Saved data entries
== Segment start ==
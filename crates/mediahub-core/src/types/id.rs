//! Newtype wrappers around [`uuid::Uuid`] for media entity identifiers.
//!
//! Fresh identifiers are UUIDv7, so they sort by creation time. When the
//! `sqlx` feature is enabled each ID type also implements `sqlx::Type`,
//! `sqlx::Encode`, and `sqlx::Decode` for PostgreSQL.

use std::fmt;
use std::str::FromStr;

use serde::{Deserialize, Serialize};
use uuid::Uuid;

macro_rules! define_id {
    (
        $(#[$meta:meta])*
        $name:ident
    ) => {
        $(#[$meta])*
        #[derive(Debug, Clone, Copy, PartialEq, Eq, Hash, PartialOrd, Ord, Serialize, Deserialize)]
        #[serde(transparent)]
        pub struct $name(pub Uuid);

        impl $name {
            /// Create a new time-ordered identifier.
            pub fn new() -> Self {
                Self(Uuid::now_v7())
            }

            /// Create an identifier from an existing UUID.
            pub fn from_uuid(uuid: Uuid) -> Self {
                Self(uuid)
            }

            /// Return the inner UUID value.
            pub fn into_uuid(self) -> Uuid {
                self.0
            }

            /// Whether this is the all-zero identifier.
            pub fn is_nil(&self) -> bool {
                self.0.is_nil()
            }
        }

        impl Default for $name {
            fn default() -> Self {
                Self::new()
            }
        }

        impl fmt::Display for $name {
            fn fmt(&self, f: &mut fmt::Formatter<'_>) -> fmt::Result {
                write!(f, "{}", self.0)
            }
        }

        impl FromStr for $name {
            type Err = uuid::Error;

            fn from_str(s: &str) -> Result<Self, Self::Err> {
                Uuid::parse_str(s).map(Self)
            }
        }

        impl From<Uuid> for $name {
            fn from(uuid: Uuid) -> Self {
                Self(uuid)
            }
        }

        #[cfg(feature = "sqlx")]
        impl sqlx::Type<sqlx::Postgres> for $name {
            fn type_info() -> sqlx::postgres::PgTypeInfo {
                <Uuid as sqlx::Type<sqlx::Postgres>>::type_info()
            }
        }

        #[cfg(feature = "sqlx")]
        impl<'q> sqlx::Encode<'q, sqlx::Postgres> for $name {
            fn encode_by_ref(
                &self,
                buf: &mut <sqlx::Postgres as sqlx::Database>::ArgumentBuffer<'q>,
            ) -> Result<sqlx::encode::IsNull, sqlx::error::BoxDynError> {
                <Uuid as sqlx::Encode<'q, sqlx::Postgres>>::encode_by_ref(&self.0, buf)
            }
        }

        #[cfg(feature = "sqlx")]
        impl<'r> sqlx::Decode<'r, sqlx::Postgres> for $name {
            fn decode(
                value: <sqlx::Postgres as sqlx::Database>::ValueRef<'r>,
            ) -> Result<Self, sqlx::error::BoxDynError> {
                <Uuid as sqlx::Decode<'r, sqlx::Postgres>>::decode(value).map(Self)
            }
        }
    };
}

define_id!(
    /// Account that owns an attachment.
    AccountId
);

define_id!(
    /// Media attachment record.
    AttachmentId
);

define_id!(
    /// Custom emoji record.
    EmojiId
);

define_id!(
    /// Status (post) an attachment belongs to.
    StatusId
);

define_id!(
    /// Category an emoji is filed under in the picker.
    EmojiCategoryId
);
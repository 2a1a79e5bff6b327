//! # mediahub-core
//!
//! Core crate for MediaHub. Contains configuration schemas, typed
//! identifiers, the blob storage trait, and the unified error system.
//!
//! This crate has **no** internal dependencies on other MediaHub crates.

pub mod config;
pub mod error;
pub mod result;
pub mod traits;
pub mod types;

pub use error::AppError;
pub use result::AppResult;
== Segment end ==
> [ASSIGNMENT]: Answer with a number alone: how many lines of the records contain the string "types"?

> [ANSWER BOX]: 2